Work instruction:
Identify all lines below that hold "Subexpression" and collect them.

Stored data entries:
..............................

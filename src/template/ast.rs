//! Static analysis of compiled templates
//!
//! Walks the handlebars AST once and records what the template touches:
//! top-scope variable references, helper calls, partials, decorators and
//! literal values. The semantic, security and quality layers all work from
//! these facts instead of re-parsing the source.

use handlebars::Template;
use handlebars::template::{DecoratorTemplate, HelperTemplate, Parameter, TemplateElement};
use serde_json::Value as Json;

/// Helpers that open a new context scope for their block body
const SCOPING_HELPERS: [&str; 2] = ["each", "with"];

/// Helpers whose literal arguments count as comparisons against a variable
const COMPARISON_HELPERS: [&str; 2] = ["eq", "ne"];

/// Position inside the template source (1-based)
#[derive(Debug, Clone, Copy, Default, PartialEq, Eq)]
pub struct Span {
    pub line: usize,
    pub column: usize,
}

/// A reference to a root-context variable
#[derive(Debug, Clone, PartialEq, Eq)]
pub struct VariableRef {
    /// First path segment, i.e. the parameter name
    pub name: String,
    /// Path as written
    pub raw: String,
    pub span: Span,
}

#[derive(Debug, Clone, PartialEq, Eq)]
pub struct HelperUse {
    pub name: String,
    pub block: bool,
    pub span: Span,
}

/// `eq`/`ne` between a root variable and a literal
#[derive(Debug, Clone, PartialEq)]
pub struct Comparison {
    pub variable: String,
    pub literal: Json,
}

/// Everything the validation layers need to know about a template
#[derive(Debug, Clone, Default, PartialEq)]
pub struct TemplateFacts {
    pub variables: Vec<VariableRef>,
    pub helpers: Vec<HelperUse>,
    pub partials: Vec<HelperUse>,
    pub decorators: Vec<HelperUse>,
    pub literals: Vec<Json>,
    pub comparisons: Vec<Comparison>,
}

impl TemplateFacts {
    /// Distinct root variable names in first-use order
    pub fn variable_names(&self) -> Vec<&str> {
        let mut names: Vec<&str> = Vec::new();
        for v in &self.variables {
            if !names.contains(&v.name.as_str()) {
                names.push(&v.name);
            }
        }
        names
    }

    pub fn references(&self, name: &str) -> bool {
        self.variables.iter().any(|v| v.name == name)
    }

    /// Whether any literal in the template equals `value`
    pub fn mentions_literal(&self, value: &Json) -> bool {
        self.literals.iter().any(|l| literal_matches(l, value))
    }

    pub fn compared(&self, variable: &str) -> bool {
        self.comparisons.iter().any(|c| c.variable == variable)
    }
}

fn literal_matches(literal: &Json, value: &Json) -> bool {
    if literal == value {
        return true;
    }
    match (literal, value) {
        (Json::String(s), other) | (other, Json::String(s)) if !other.is_string() => *s == other.to_string(),
        _ => false,
    }
}

/// Analyze a compiled template
pub fn analyze(template: &Template) -> TemplateFacts {
    let mut walker = Walker::default();
    walker.template(template, 0);
    walker.facts
}

#[derive(Default)]
struct Walker {
    facts: TemplateFacts,
}

impl Walker {
    fn template(&mut self, template: &Template, depth: usize) {
        for (i, element) in template.elements.iter().enumerate() {
            let span = template
                .mapping
                .get(i)
                .map(|m| Span {
                    line: m.0,
                    column: m.1,
                })
                .unwrap_or_default();
            self.element(element, depth, span);
        }
    }

    fn element(&mut self, element: &TemplateElement, depth: usize, span: Span) {
        match element {
            TemplateElement::Expression(ht) | TemplateElement::HtmlExpression(ht) => {
                if is_name_only(ht) {
                    self.parameter(&ht.name, depth, span);
                } else {
                    self.helper(ht, depth, span);
                }
            }
            TemplateElement::HelperBlock(ht) => self.helper(ht, depth, span),
            TemplateElement::DecoratorExpression(dt) | TemplateElement::DecoratorBlock(dt) => {
                let use_ = self.decorator_use(dt, depth, span);
                self.facts.decorators.push(use_);
            }
            TemplateElement::PartialExpression(dt) | TemplateElement::PartialBlock(dt) => {
                let use_ = self.decorator_use(dt, depth, span);
                self.facts.partials.push(use_);
            }
            _ => {}
        }
    }

    fn helper(&mut self, ht: &HelperTemplate, depth: usize, span: Span) {
        let name = match &ht.name {
            Parameter::Subexpression(sub) => {
                self.element(sub.as_element(), depth, span);
                String::new()
            }
            other => other.as_name().unwrap_or_default().to_string(),
        };
        if !name.is_empty() {
            self.facts.helpers.push(HelperUse {
                name: name.clone(),
                block: ht.block,
                span,
            });
        }

        for param in &ht.params {
            self.parameter(param, depth, span);
        }
        for param in ht.hash.values() {
            self.parameter(param, depth, span);
        }

        if COMPARISON_HELPERS.contains(&name.as_str()) && ht.params.len() == 2 {
            self.comparison(&ht.params[0], &ht.params[1], depth);
            self.comparison(&ht.params[1], &ht.params[0], depth);
        }

        let inner = if SCOPING_HELPERS.contains(&name.as_str()) { depth + 1 } else { depth };
        if let Some(body) = &ht.template {
            self.template(body, inner);
        }
        if let Some(inverse) = &ht.inverse {
            self.template(inverse, depth);
        }
    }

    fn decorator_use(&mut self, dt: &DecoratorTemplate, depth: usize, span: Span) -> HelperUse {
        let name = dt.name.as_name().unwrap_or_default().to_string();
        for param in &dt.params {
            self.parameter(param, depth, span);
        }
        if let Some(body) = &dt.template {
            self.template(body, depth);
        }
        HelperUse { name, block: false, span }
    }

    fn parameter(&mut self, param: &Parameter, depth: usize, span: Span) {
        match param {
            Parameter::Literal(json) => self.facts.literals.push(json.clone()),
            Parameter::Subexpression(sub) => self.element(sub.as_element(), depth, span),
            other => {
                if let Some(raw) = other.as_name()
                    && let Some(name) = root_variable(raw, depth)
                {
                    self.facts.variables.push(VariableRef {
                        name,
                        raw: raw.to_string(),
                        span,
                    });
                }
            }
        }
    }

    fn comparison(&mut self, variable: &Parameter, literal: &Parameter, depth: usize) {
        if let Parameter::Literal(lit) = literal
            && !matches!(variable, Parameter::Literal(_) | Parameter::Subexpression(_))
            && let Some(raw) = variable.as_name()
            && let Some(name) = root_variable(raw, depth)
        {
            self.facts.comparisons.push(Comparison {
                variable: name,
                literal: lit.clone(),
            });
        }
    }
}

fn is_name_only(ht: &HelperTemplate) -> bool {
    !ht.block && ht.params.is_empty() && ht.hash.is_empty()
}

/// Root-context variable a path refers to, if any
///
/// Inside `each`/`with` bodies plain paths resolve against the current item, so
/// only `@root` and enough `../` hops reach the root context.
pub fn root_variable(raw: &str, depth: usize) -> Option<String> {
    let raw = raw.trim();
    if let Some(rest) = raw.strip_prefix("@root") {
        return first_segment(rest.trim_start_matches(['.', '/']));
    }
    if raw.starts_with('@') {
        return None;
    }

    let mut rest = raw;
    let mut ups = 0;
    while let Some(r) = rest.strip_prefix("../") {
        ups += 1;
        rest = r;
    }
    if rest.starts_with('@') || depth.saturating_sub(ups) > 0 {
        return None;
    }

    let rest = rest.strip_prefix("./").unwrap_or(rest);
    let rest = rest
        .strip_prefix("this.")
        .or_else(|| rest.strip_prefix("this/"))
        .unwrap_or(rest);
    if rest == "this" || rest == "." || rest == ".." {
        return None;
    }
    first_segment(rest)
}

fn first_segment(path: &str) -> Option<String> {
    if let Some(inner) = path.strip_prefix('[') {
        let end = inner.find(']')?;
        let seg = &inner[..end];
        return if seg.is_empty() { None } else { Some(seg.to_string()) };
    }
    let seg: String = path.chars().take_while(|c| !matches!(c, '.' | '/' | '[')).collect();
    if seg.is_empty() { None } else { Some(seg) }
}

..............................

Response box:
            Parameter::Subexpression(sub) => {
            Parameter::Subexpression(sub) => self.element(sub.as_element(), depth, span),
            && !matches!(variable, Parameter::Literal(_) | Parameter::Subexpression(_))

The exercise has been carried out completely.